Can a Silent Kidney Infection or Genetic Predisposition Underlie Recurrent UTIs?

, University of Calgary and Alberta Children's Hospital


Medscape General Medicine. 1996;1(1) 

In This Article

Recognizing Relapse vs Reinfection

Recurrence of UTI occurs because of either a relapse or a reinfection. Women who have relapsing infection have recurrent bacteriuria with the same infecting microorganism that was present before initial treatment, and urine cultures show no growth in the usual 2-week interval between the initial and successive episode(s). For a subgroup of women, the cause of repeated relapses is the presence of unrecognized clinically "silent" pyelonephritis, as shown by localization studies.[10,11,12] However, it is also believed that relapse may occur because of persistent colonization by the same organism of the vagina, periurethral area, or rectum, and that each recurrent episode is caused by repeated "reinfection" of the urinary tract by ascendance of the same bacterium.[8] Recurrence by this mechanism usually occurs within 2 weeks of stopping antibiotic therapy for a prior episode of cystitis, so that the timing does not help the investigator clinically distinguish between these 2 causes.

Women with "silent" pyelonephritis who present with symptoms of lower UTIs are initially treated as though they had cystitis. However, because the initial antibiotic treatment course does not cure the kidney infection, symptomatic relapse usually occurs shortly after the antibiotics are stopped (ie, within 2 weeks). Relapsing infections may therefore be indicative of an underlying persistent pyelonephritis. If appropriately treated with a prolonged course of antibiotics, patients should remain symptom-free until such time as they might become reinfected.

Reinfection is a new episode of bacteriuria with a microorganism that is different from the original one (eg, bacteriuria with Klebsiella species when the original infection was caused by E coli). Reinfection may also occur with the same organism that caused the original infection. In this case, the main feature differentiating reinfection from relapse is that individual episodes of reinfection are usually separated by a symptom-free interval of at least a month after antibiotics are stopped and the urine has shown no bacterial growth.

It is therefore important to clarify whether relapse or reinfection is occurring, since the management of these 2 UTI situations is different. Although ideally one would like to be able to prove that infection localized in the kidney is the source of relapse, there are currently no routinely available diagnostic tests with a high enough sensitivity that can do this. Special studies that have been utilized to try and document the location of infection in the urinary tract include direct ureteral catheterization and ureteral urine cultures; the Fairley bladder washout procedure, which also determines ureteral bacteriuria via Foley catheterization; and the detection of antibody coated bacteria (ACB) in urine, which has been used to localize infection to the kidney.[12,29,30,31] Although the sensitivity of the ACB test has been established by several studies that collectively approach 88% with a specificity of 76%, it is not routinely performed in laboratories due to discrepancies that result from a lack of standardization of criteria for reporting a positive test result.[31] Outcome of therapy is therefore often the only useful, albeit crude, way for clinicians to separate women with cystitis alone from those with pyelonephritis.

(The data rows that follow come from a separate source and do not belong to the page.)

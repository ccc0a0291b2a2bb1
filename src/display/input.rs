//! Input subsystem handle.
//!
//! One input-system object per display session, created after the window
//! exists so that devices can later be bound to it.

use crate::display::error::InputError;
use crate::display::platform::DisplayPlatform;
use crate::display::types::{InputHandle, ModuleHandle};

/// Interface version requested by default.
pub const DEFAULT_INPUT_VERSION: u32 = 0x0800;

/// HRESULT codes returned by the input-system factory.
pub mod hresult {
    pub const DI_OK: i32 = 0;
    pub const DIERR_OLDDIRECTINPUTVERSION: i32 = 0x8007_047E_u32 as i32;
    pub const DIERR_BETADIRECTINPUTVERSION: i32 = 0x8007_0481_u32 as i32;
    pub const DIERR_INVALIDPARAM: i32 = 0x8007_0057_u32 as i32;
    pub const DIERR_OUTOFMEMORY: i32 = 0x8007_000E_u32 as i32;
}

impl InputError {
    /// Translate a failure code. Success codes are not errors and map to
    /// `None`.
    #[must_use]
    pub const fn from_code(code: i32) -> Option<Self> {
        match code {
            hresult::DI_OK => None,
            hresult::DIERR_BETADIRECTINPUTVERSION => Some(Self::BetaVersion),
            hresult::DIERR_INVALIDPARAM => Some(Self::InvalidParam),
            hresult::DIERR_OLDDIRECTINPUTVERSION => Some(Self::OldVersion),
            hresult::DIERR_OUTOFMEMORY => Some(Self::OutOfMemory),
            other => Some(Self::Other(other)),
        }
    }
}

/// Owner of the session's input-system object.
#[derive(Debug, Default)]
pub struct InputSubsystem {
    handle: Option<InputHandle>,
}

impl InputSubsystem {
    #[must_use]
    pub const fn new() -> Self {
        Self { handle: None }
    }

    #[must_use]
    pub const fn handle(&self) -> Option<InputHandle> {
        self.handle
    }

    #[must_use]
    pub const fn is_initialized(&self) -> bool {
        self.handle.is_some()
    }

    /// Create the input-system object.
    ///
    /// A beta-version report that still hands back an object is accepted
    /// with a warning.
    pub fn initialize<P: DisplayPlatform + ?Sized>(
        &mut self,
        platform: &mut P,
        module: ModuleHandle,
        version: u32,
    ) -> Result<InputHandle, InputError> {
        if let Some(handle) = self.handle {
            return Ok(handle);
        }

        let outcome = platform.create_input(module, version);
        let handle = match (InputError::from_code(outcome.code), outcome.handle) {
            (None, Some(handle)) => handle,
            (Some(InputError::BetaVersion), Some(handle)) => {
                log::warn!("input system reports beta version {:#06x}, continuing", version);
                handle
            }
            (None, None) => {
                log::error!("input system returned success without an object");
                return Err(InputError::Other(outcome.code));
            }
            (Some(err), leaked) => {
                if let Some(handle) = leaked {
                    platform.release_input(handle);
                }
                log::error!("{}", err);
                return Err(err);
            }
        };

        self.handle = Some(handle);
        Ok(handle)
    }

    /// Release the object if one is held.
    pub fn release<P: DisplayPlatform + ?Sized>(&mut self, platform: &mut P) {
        if let Some(handle) = self.handle.take() {
            platform.release_input(handle);
            log::debug!("released input system {:#x}", handle.0);
        }
    }
}

#[cfg(test)]
mod tests {
    use super::*;
    use crate::display::mock::MockPlatform;
    use rstest::rstest;

    #[rstest]
    #[case(hresult::DI_OK, None)]
    #[case(hresult::DIERR_BETADIRECTINPUTVERSION, Some(InputError::BetaVersion))]
    #[case(hresult::DIERR_INVALIDPARAM, Some(InputError::InvalidParam))]
    #[case(hresult::DIERR_OLDDIRECTINPUTVERSION, Some(InputError::OldVersion))]
    #[case(hresult::DIERR_OUTOFMEMORY, Some(InputError::OutOfMemory))]
    #[case(0x8000_4005_u32 as i32, Some(InputError::Other(0x8000_4005_u32 as i32)))]
    fn test_from_code(#[case] code: i32, #[case] expected: Option<InputError>) {
        assert_eq!(InputError::from_code(code), expected);
    }

    #[test]
    fn test_initialize_and_release() {
        let mut platform = MockPlatform::new();
        let module = platform.module_handle();
        let mut input = InputSubsystem::new();

        let handle = input
            .initialize(&mut platform, module, DEFAULT_INPUT_VERSION)
            .unwrap();
        assert!(input.is_initialized());
        assert_eq!(platform.live_inputs(), vec![handle]);

        input.release(&mut platform);
        input.release(&mut platform);
        assert!(!input.is_initialized());
        assert!(platform.live_inputs().is_empty());
    }

    #[test]
    fn test_beta_version_is_tolerated() {
        let mut platform =
            MockPlatform::new().with_input_code(hresult::DIERR_BETADIRECTINPUTVERSION);
        let module = platform.module_handle();
        let mut input = InputSubsystem::new();
        assert!(input.initialize(&mut platform, module, 0x0300).is_ok());
        assert_eq!(platform.live_inputs().len(), 1);
    }

    #[test]
    fn test_old_version_is_fatal() {
        let mut platform =
            MockPlatform::new().with_input_code(hresult::DIERR_OLDDIRECTINPUTVERSION);
        let module = platform.module_handle();
        let mut input = InputSubsystem::new();
        assert_eq!(
            input.initialize(&mut platform, module, 0x0900),
            Err(InputError::OldVersion)
        );
        assert!(!input.is_initialized());
        assert!(platform.live_inputs().is_empty());
    }
}
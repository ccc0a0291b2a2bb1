//! C ABI for host programs.
//!
//! One process-wide [`Bridge`] owns the session controller. Every entry
//! point takes the controller lock for its whole duration, so a second
//! caller never sees a half-built or half-torn-down session.

use std::ffi::CStr;
use std::path::PathBuf;
use std::sync::atomic::{AtomicI32, AtomicIsize, Ordering};

use libc::{c_char, c_int};
use parking_lot::Mutex;

use crate::display::error::{SessionError, SessionResult};
use crate::display::platform::DisplayPlatform;
use crate::display::session::SessionController;
use crate::display::types::{DisplayModeDescriptor, DisplayRequest};
use crate::logging::{self, LogLevel};

fn non_negative(name: &str, value: c_int) -> SessionResult<u32> {
    u32::try_from(value)
        .map_err(|_| SessionError::InvalidRequest(format!("{} must not be negative, got {}", name, value)))
}

/// Build a request from raw ABI arguments, rejecting negative values.
#[allow(clippy::too_many_arguments)]
pub fn request_from_abi(
    width: c_int,
    height: c_int,
    bpp: c_int,
    refresh_hz: c_int,
    alpha_bits: c_int,
    depth_bits: c_int,
    stencil_bits: c_int,
    fullscreen: c_int,
) -> SessionResult<DisplayRequest> {
    Ok(DisplayRequest {
        width: non_negative("width", width)?,
        height: non_negative("height", height)?,
        bpp: non_negative("bpp", bpp)?,
        refresh_hz: non_negative("refresh rate", refresh_hz)?,
        alpha_bits: non_negative("alpha bits", alpha_bits)?,
        depth_bits: non_negative("depth bits", depth_bits)?,
        stencil_bits: non_negative("stencil bits", stencil_bits)?,
        fullscreen: fullscreen != 0,
    })
}

fn clamp_count(n: usize) -> c_int {
    c_int::try_from(n).unwrap_or(c_int::MAX)
}

/// Session controller plus the values published to the host.
pub struct Bridge<P: DisplayPlatform> {
    controller: Mutex<SessionController<P>>,
    window: AtomicIsize,
    last_error: AtomicI32,
}

impl<P: DisplayPlatform> Bridge<P> {
    pub fn new(controller: SessionController<P>) -> Self {
        Self {
            controller: Mutex::new(controller),
            window: AtomicIsize::new(0),
            last_error: AtomicI32::new(0),
        }
    }

    pub fn mode_count(&self) -> c_int {
        clamp_count(self.controller.lock().list_modes().len())
    }

    /// Copy up to `out.len()` descriptors; returns the number written.
    pub fn list_modes_into(&self, out: &mut [DisplayModeDescriptor]) -> usize {
        let modes = self.controller.lock().list_modes();
        let n = modes.len().min(out.len());
        out[..n].copy_from_slice(&modes[..n]);
        n
    }

    /// # Safety
    /// A non-null `out` must be valid for writes of `capacity` descriptors.
    pub unsafe fn list_modes_raw(&self, out: *mut DisplayModeDescriptor, capacity: c_int) -> c_int {
        if out.is_null() {
            return self.mode_count();
        }
        let capacity = usize::try_from(capacity).unwrap_or(0);
        if capacity == 0 {
            return 0;
        }
        let out = std::slice::from_raw_parts_mut(out, capacity);
        clamp_count(self.list_modes_into(out))
    }

    /// Returns true on success; the handle is then available through
    /// [`Bridge::window_handle`].
    pub fn create(&self, request: SessionResult<DisplayRequest>) -> bool {
        let mut controller = self.controller.lock();
        let result = request.and_then(|request| controller.create_display(&request));
        match result {
            Ok(window) => {
                self.window.store(window.0, Ordering::SeqCst);
                self.last_error.store(0, Ordering::SeqCst);
                true
            }
            Err(err) => {
                if let SessionError::InvalidRequest(reason) = &err {
                    log::error!("invalid display request: {}", reason);
                }
                // A rejected duplicate create leaves the live session alone.
                if !controller.is_active() {
                    self.window.store(0, Ordering::SeqCst);
                }
                self.last_error.store(err.code(), Ordering::SeqCst);
                false
            }
        }
    }

    pub fn window_handle(&self) -> isize {
        self.window.load(Ordering::SeqCst)
    }

    pub fn last_error(&self) -> c_int {
        self.last_error.load(Ordering::SeqCst)
    }

    pub fn destroy(&self) {
        let mut controller = self.controller.lock();
        controller.destroy_display();
        self.window.store(0, Ordering::SeqCst);
    }

    /// Run `f` with the controller locked.
    pub fn with_controller<R>(&self, f: impl FnOnce(&mut SessionController<P>) -> R) -> R {
        f(&mut self.controller.lock())
    }
}

#[cfg(windows)]
mod exports {
    use std::sync::LazyLock;

    use super::*;
    use crate::config::{self, BridgeConfig};
    use crate::display::win32::Win32Platform;

    static BRIDGE: LazyLock<Bridge<Win32Platform>> = LazyLock::new(|| {
        let config = config::load_config().unwrap_or_else(|err| {
            log::warn!("ignoring bridge configuration: {:#}", err);
            BridgeConfig::default()
        });
        Bridge::new(SessionController::with_config(Win32Platform::new(), &config))
    });

    #[no_mangle]
    pub extern "C" fn display_bridge_mode_count() -> c_int {
        BRIDGE.mode_count()
    }

    /// # Safety
    /// A non-null `out` must be valid for writes of `capacity` descriptors.
    #[no_mangle]
    pub unsafe extern "C" fn display_bridge_list_modes(
        out: *mut DisplayModeDescriptor,
        capacity: c_int,
    ) -> c_int {
        BRIDGE.list_modes_raw(out, capacity)
    }

    #[no_mangle]
    #[allow(clippy::too_many_arguments)]
    pub extern "C" fn display_bridge_create(
        width: c_int,
        height: c_int,
        bpp: c_int,
        refresh_hz: c_int,
        alpha_bits: c_int,
        depth_bits: c_int,
        stencil_bits: c_int,
        fullscreen: c_int,
    ) -> c_int {
        let request = request_from_abi(
            width,
            height,
            bpp,
            refresh_hz,
            alpha_bits,
            depth_bits,
            stencil_bits,
            fullscreen,
        );
        c_int::from(BRIDGE.create(request))
    }

    #[no_mangle]
    pub extern "C" fn display_bridge_window_handle() -> isize {
        BRIDGE.window_handle()
    }

    #[no_mangle]
    pub extern "C" fn display_bridge_last_error() -> c_int {
        BRIDGE.last_error()
    }

    #[no_mangle]
    pub extern "C" fn display_bridge_destroy() {
        BRIDGE.destroy();
    }
}

#[cfg(windows)]
pub use exports::*;

/// Install the diagnostic sink. A null `path` logs to stderr.
///
/// Returns 0 on success, -1 on failure.
///
/// # Safety
/// A non-null `path` must be a valid null-terminated C string.
#[no_mangle]
pub unsafe extern "C" fn display_bridge_log_init(path: *const c_char, level: c_int) -> c_int {
    let path = if path.is_null() {
        None
    } else {
        match CStr::from_ptr(path).to_str() {
            Ok(s) => Some(PathBuf::from(s)),
            Err(_) => return -1,
        }
    };

    match logging::init(path.as_deref(), LogLevel::from_i32(level)) {
        Ok(()) => 0,
        Err(e) => {
            eprintln!("display_bridge_log_init: failed to open log sink {:?}: {}", path, e);
            -1
        }
    }
}

#[cfg(test)]
mod tests {
    use super::*;
    use crate::display::mock::MockPlatform;
    use serial_test::serial;
    use std::ffi::CString;

    fn bridge() -> Bridge<MockPlatform> {
        Bridge::new(SessionController::new(MockPlatform::standard()))
    }

    fn good_request() -> SessionResult<DisplayRequest> {
        request_from_abi(800, 600, 32, 60, 8, 24, 8, 1)
    }

    #[test]
    fn test_negative_arguments_are_rejected() {
        assert!(matches!(
            request_from_abi(-1, 600, 32, 60, 0, 0, 0, 0),
            Err(SessionError::InvalidRequest(_))
        ));
        assert!(matches!(
            request_from_abi(800, 600, 32, 60, 0, 0, -8, 0),
            Err(SessionError::InvalidRequest(_))
        ));

        let bridge = bridge();
        assert!(!bridge.create(request_from_abi(800, -600, 32, 60, 0, 0, 0, 1)));
        assert_eq!(bridge.last_error(), 2);
        bridge.with_controller(|ctl| assert!(ctl.platform().calls().is_empty()));
    }

    #[test]
    fn test_create_publishes_handle() {
        let bridge = bridge();
        assert_eq!(bridge.window_handle(), 0);
        assert!(bridge.create(good_request()));
        assert_ne!(bridge.window_handle(), 0);
        assert_eq!(bridge.last_error(), 0);

        bridge.destroy();
        assert_eq!(bridge.window_handle(), 0);
        bridge.with_controller(|ctl| assert!(ctl.platform().live_windows().is_empty()));
    }

    #[test]
    fn test_duplicate_create_keeps_session() {
        let bridge = bridge();
        assert!(bridge.create(good_request()));
        let window = bridge.window_handle();

        assert!(!bridge.create(good_request()));
        assert_eq!(bridge.last_error(), SessionError::AlreadyActive.code());
        assert_eq!(bridge.window_handle(), window);
        bridge.with_controller(|ctl| assert!(ctl.is_active()));
        bridge.destroy();
    }

    #[test]
    fn test_failed_create_records_code() {
        let bridge = bridge();
        assert!(!bridge.create(request_from_abi(800, 600, 32, 60, 8, 24, 16, 1)));
        assert_eq!(bridge.last_error(), 54);
        assert_eq!(bridge.window_handle(), 0);

        assert!(bridge.create(good_request()));
        assert_eq!(bridge.last_error(), 0);
        bridge.destroy();
    }

    #[test]
    fn test_list_modes_raw() {
        let bridge = bridge();
        let total = unsafe { bridge.list_modes_raw(std::ptr::null_mut(), 0) };
        assert_eq!(total, bridge.mode_count());
        assert_eq!(total, 48);

        let mut buf = vec![DisplayModeDescriptor::default(); 20];
        let written = unsafe { bridge.list_modes_raw(buf.as_mut_ptr(), buf.len() as c_int) };
        assert_eq!(written, 20);
        assert_eq!(buf[0].width, 640);
        assert_eq!(buf[0].color_bits_per_pixel, 16);
        assert_eq!(buf[16].width, 800);

        assert_eq!(unsafe { bridge.list_modes_raw(buf.as_mut_ptr(), -3) }, 0);
    }

    #[test]
    #[serial(logger)]
    fn test_log_init_abi() {
        let dir = tempfile::tempdir().unwrap();
        let path = dir.path().join("abi.log");
        let c_path = CString::new(path.to_str().unwrap()).unwrap();

        assert_eq!(unsafe { display_bridge_log_init(c_path.as_ptr(), 4) }, 0);
        log::info!("abi sink ready");
        assert!(std::fs::read_to_string(&path).unwrap().contains("abi sink ready"));

        let bad = CString::new(dir.path().join("missing/abi.log").to_str().unwrap()).unwrap();
        assert_eq!(unsafe { display_bridge_log_init(bad.as_ptr(), 4) }, -1);
    }
}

Almost all patients with infection that is restricted to the bladder will be cured with a short course of antibiotic therapy as outlined below, but the relapse rate for patients with kidney infection is substantial even with a longer course of therapy (ie, 7-10 days).

In the case of reinfection, the causative factor(s) should be delineated (ie, reinfectionrelated to sexual intercourse, delayed voiding after intercourse, use of a diaphragm and/or spermicide, genetic susceptibility, etc.) so that specific measures may be implemented to minimize the number of episodes as much as possible.